In 1940, two years after his passing, Thomas Wolfe’s final work was published. In it he wrote, "You can't go back home to your family, back home to your childhood ... back home to a young man's dreams of glory and of fame ... back home to places in the country, back home to the old forms and systems of things which once seemed everlasting but which are changing all the time – back home to the escapes of Time and Memory." It is a concept with which we all struggle – wanting to again touch the magic of our childhood. While Wolfe is correct that we can never truly return to those days, from time to time we are given an opportunity to at least visit them briefly, and by walking those familiar paths and touching the old structures, we try to sweep away the accumulated years as if they were a thick layer of dust. That is just what I was able to share with my father several years ago when we traveled to Illinois to visit his childhood homes.

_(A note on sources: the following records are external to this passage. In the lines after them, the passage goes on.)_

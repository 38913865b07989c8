//! Schema-driven document models over loosely-typed stored records.
//!
//! This crate is the primary entry point of docmodel. It re-exports the core types from
//! `docmodel-core` and the storage clients from the backend crates.
//!
//! # Features
//!
//! - **Declared field types** - Coercion chains, validators, defaults and inheritance
//! - **Partial hydration** - Documents loaded with a projection know which paths they hold
//! - **Lifecycle pipelines** - Serial and parallel pre hooks, post hooks and handler overrides
//! - **Query casting** - Conditions are coerced through the schema before reaching storage
//! - **Atomic appends** - Array pushes that persist as native `$push` operations
//! - **Multiple backends** - In-memory and MongoDB storage clients behind one trait
//!
//! # Quick Start
//!
//! ```ignore
//! use docmodel::prelude::*;
//!
//! #[tokio::main]
//! async fn main() -> Result<(), Box<dyn std::error::Error>> {
//!     let mut registry = Registry::new();
//!     registry
//!         .register(
//!             SchemaDefinition::new("Owner")
//!                 .string("name").required(true)
//!                 .string("email").index(IndexDirection::Asc),
//!         )?
//!         .register(
//!             SchemaDefinition::new("Dog")
//!                 .string("name")
//!                 .number("age")
//!                 .reference("owner", "Owner")
//!                 .array("tricks").atomic(true)
//!                 .pre("save", |doc, next| {
//!                     doc.set("name", "Rex");
//!                     Box::pin(async move { next.proceed() })
//!                 }),
//!         )?;
//!
//!     let connection = registry
//!         .connect(InMemoryStore::new(), ConnectionOptions::default())
//!         .await?;
//!
//!     let owners = connection.model("Owner")?;
//!     let mut ada = owners.create(doc! { "name": "Ada" }).await?;
//!     ada.save().await?;
//!
//!     let dogs = connection.model("Dog")?;
//!     let mut dog = dogs
//!         .create(doc! { "age": "4", "owner": ada.id().cloned().unwrap_or(Bson::Null) })
//!         .await?;
//!     dog.save().await?;
//!
//!     dog.push("tricks", "sit")?;
//!     dog.save().await?;
//!
//!     let found = dogs.find(doc! { "age": { "$gte": "3" } }).exec().await?;
//!     println!("{:?}", found.first().map(|d| d.to_json()));
//!
//!     connection.close();
//!     Ok(())
//! }
//! ```
//!
//! # Backends
//!
//! - [`memory`] - In-memory storage for development and testing
//! - [`mongodb`] - Persistent MongoDB storage (requires the `mongodb` feature)

pub mod prelude;

pub use docmodel_core::{
    backend, cast, connection, document, error, hooks, hydration, model, path, query, registry,
    schema, types,
};

pub use bson;

/// In-memory storage client.
pub mod memory {
    pub use docmodel_memory::{InMemoryStore, InMemoryStoreBuilder};
}

/// MongoDB storage client.
///
/// This module is only available when the `mongodb` feature is enabled.
#[cfg(feature = "mongodb")]
pub mod mongodb {
    pub use docmodel_mongodb::{MongoDbStore, MongoDbStoreBuilder};
}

Born in the Amish country of Arthur, Illinois in 1922, my father found himself moving from home to home in his early years before finally settling in Indianapolis, Indiana after WWII. His family, however, remained in Tuscola, Illinois, the town in which he had spent his teen years and early manhood, and that is where our adventure began.

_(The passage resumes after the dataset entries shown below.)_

//! Compiled models: a schema bound to one connection's storage client.
//!
//! A [`Model`] is the document constructor. It creates new documents from initial values,
//! hydrates documents from stored records, and issues queries whose conditions are cast
//! through the schema before they reach the storage client.
//!
//! Models are cheap to clone and shared across tasks.
//!
//! # Example
//!
//! ```ignore
//! use docmodel::prelude::*;
//!
//! let users = connection.model("User")?;
//!
//! let mut ada = users.create(doc! { "name": "Ada", "age": "36" }).await?;
//! ada.save().await?;
//!
//! let adults = users
//!     .find(doc! { "age": { "$gte": "18" } })
//!     .fields(doc! { "name": 1 })
//!     .all()
//!     .await?;
//! ```

use bson::{Bson, Document as Record, doc, ser::serialize_to_bson};
use serde::Serialize;
use std::{collections::HashMap, fmt, sync::Arc};
use tracing::{debug, info};

use crate::{
    backend::{DynStoreBackend, IndexSpec},
    cast::cast_query,
    document::Document,
    error::{ModelError, ModelResult},
    hooks::HookArgs,
    query::Query,
    schema::Schema,
    types::ReferenceTarget,
};

/// Every schema compiled for one connection, keyed by model name.
pub(crate) type Catalog = Arc<HashMap<String, Arc<Schema>>>;

struct ModelInner {
    schema: Arc<Schema>,
    backend: Arc<dyn DynStoreBackend>,
    catalog: Catalog,
}

/// A schema compiled against one connection.
#[derive(Clone)]
pub struct Model(Arc<ModelInner>);

impl fmt::Debug for Model {
    fn fmt(&self, f: &mut fmt::Formatter<'_>) -> fmt::Result {
        f.debug_struct("Model")
            .field("name", &self.name())
            .field("collection", &self.collection())
            .finish()
    }
}

impl Model {
    pub(crate) fn new(
        schema: Arc<Schema>,
        backend: Arc<dyn DynStoreBackend>,
        catalog: Catalog,
    ) -> Self {
        Self(Arc::new(ModelInner {
            schema,
            backend,
            catalog,
        }))
    }

    pub fn name(&self) -> &str {
        self.0.schema.name()
    }

    pub fn collection(&self) -> &str {
        self.0.schema.collection()
    }

    pub fn schema(&self) -> &Arc<Schema> {
        &self.0.schema
    }

    pub(crate) fn backend(&self) -> &Arc<dyn DynStoreBackend> {
        &self.0.backend
    }

    /// Index specifications in declaration order.
    pub fn indexes(&self) -> &[IndexSpec] {
        self.0.schema.indexes()
    }

    /// Creates a new, unsaved document through the `init` pipeline.
    ///
    /// Declared defaults are applied first, then `values`.
    pub async fn create(&self, values: Record) -> ModelResult<Document> {
        let mut doc = Document::new(self.clone(), self.0.schema.clone());
        doc.run("init", HookArgs::Values(values)).await?;
        Ok(doc)
    }

    /// Creates a new, unsaved document from any serializable value.
    pub async fn create_from<T: Serialize>(&self, value: &T) -> ModelResult<Document> {
        match serialize_to_bson(value)? {
            Bson::Document(values) => self.create(values).await,
            other => Err(ModelError::Serialization(format!(
                "expected a document, got {:?}",
                other.element_type()
            ))),
        }
    }

    /// Builds a document from a stored record through the `hydrate` pipeline.
    ///
    /// With a projection, only the projected paths are marked hydrated.
    pub async fn hydrate(&self, record: Record, projection: Option<Record>) -> ModelResult<Document> {
        let mut doc = Document::stored(self.clone(), self.0.schema.clone());
        doc.run("hydrate", HookArgs::Record { record, projection })
            .await?;
        Ok(doc)
    }

    /// Starts a query with `conditions`.
    pub fn find(&self, conditions: Record) -> Query {
        Query::new(self.clone(), conditions)
    }

    /// Starts a query with `conditions` and a field projection.
    pub fn find_with_fields(&self, conditions: Record, fields: Record) -> Query {
        Query::new(self.clone(), conditions).fields(fields)
    }

    /// Starts a query matching `key` equal to `value`.
    pub fn where_eq(&self, key: &str, value: impl Into<Bson>) -> Query {
        Query::new(self.clone(), Record::new()).where_eq(key, value)
    }

    pub async fn find_by_id(&self, id: impl Into<Bson>) -> ModelResult<Option<Document>> {
        self.find(doc! { "_id": id.into() }).one().await
    }

    /// Removes every stored document matching `conditions`.
    ///
    /// Conditions are cast like query conditions. Returns the number of removed documents.
    pub async fn remove(&self, conditions: Record) -> ModelResult<u64> {
        let mut conditions = conditions;
        cast_query(&self.0.schema, &mut conditions)?;
        debug!(
            target: "docmodel::query",
            collection = self.collection(),
            conditions = %conditions,
            "removing"
        );
        Ok(self
            .0
            .backend
            .remove(self.collection(), conditions)
            .await?)
    }

    /// Calls a static function declared with `SchemaDefinition::static_fn`.
    pub async fn call_static(&self, name: &str, args: Vec<Bson>) -> ModelResult<Bson> {
        let f = self
            .0
            .schema
            .static_fn(name)
            .cloned()
            .ok_or_else(|| ModelError::UnknownMethod(name.to_string()))?;
        f(self, args).await
    }

    /// Returns another model compiled on the same connection.
    ///
    /// Works after the [`Connection`](crate::connection::Connection) handle itself is gone.
    pub fn model(&self, name: &str) -> ModelResult<Model> {
        let schema = self
            .0
            .catalog
            .get(name)
            .cloned()
            .ok_or_else(|| ModelError::UnknownModel(name.to_string()))?;
        Ok(Model::new(schema, self.0.backend.clone(), self.0.catalog.clone()))
    }

    pub(crate) fn sibling_for(&self, target: &ReferenceTarget, path: &str) -> ModelResult<Model> {
        let resolved = target.get().ok_or_else(|| {
            ModelError::SchemaDefinition(crate::error::SchemaDefinitionError::UnresolvedReference {
                path: path.to_string(),
                target: target.name().to_string(),
            })
        })?;
        self.model(&resolved.model)
    }

    /// Creates the collection.
    pub async fn create_collection(&self) -> ModelResult<()> {
        Ok(self.0.backend.create_collection(self.collection()).await?)
    }

    /// Ensures every declared index exists, returning the index names.
    pub async fn ensure_indexes(&self) -> ModelResult<Vec<String>> {
        let mut names = Vec::with_capacity(self.indexes().len());
        for spec in self.indexes() {
            let name = self
                .0
                .backend
                .ensure_index(self.collection(), spec.clone())
                .await?;
            info!(
                target: "docmodel::connection",
                collection = self.collection(),
                index = %name,
                unique = spec.unique,
                "index ensured"
            );
            names.push(name);
        }
        Ok(names)
    }
}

|Dad and brother-in-law building house on Overton|
|Applying the siding.|
We left the city of Indianapolis behind us and headed off through the Hoosier farmland along US 36 which connected it with Tuscola. We passed over Raccoon Lake, our weekend retreat, and through the rolling hills and woods of Rockville. Nearing Illinois, we passed through the small town of Dana, the birthplace of Ernie Pyle. Leaving Montezuma, we crossed the Wabash River, and I noticed the brown soil of Indiana gave way to the rich, black prairie soil of Illinois. We would continue on for another 45 minutes before I would start looking for the Tuscola water tower that had always signaled our destination was near. From memory I knew that soon after entering the town we would look for the cemetery which abutted South Prairie Street, and that is where we would turn north. On this trip, however, the cemetery was actually our first stop as Dad and I paid our respects to his parents. Grandpa had passed in 1983 and Grandma had followed five years later. Continuing on Prairie, I then looked for the half-buried wagon wheel which for so many years had signaled our turn onto Overton St., the road which was home to my grandparents the last 40 years of their lives. I had not visited the town since Grandma’s death, and I struggled to pick out the old house which family and friends had built from a kit manufactured in Charleston, Illinois around 1946. Gone was the wide, reddish-brown siding and in its place was aluminum siding resembling narrow, crisp white clapboards. Something else seemed amiss with the old house, and that is when Dad and I realized that the new owners had removed the covered entry that for so many years had protected us from the rain as we rang the school bell that hung outside the side door to announce our arrival. The large elm, heavily damaged during a severe ice storm that struck on my grandparents’ 50th wedding anniversary in 1967, had long since been removed leaving the front yard bare. It was on this tree as a boy that I spotted my first brown creeper spiraling up its thick trunk, and from whose bark I had collected the shed skins of newly emerged cicadas.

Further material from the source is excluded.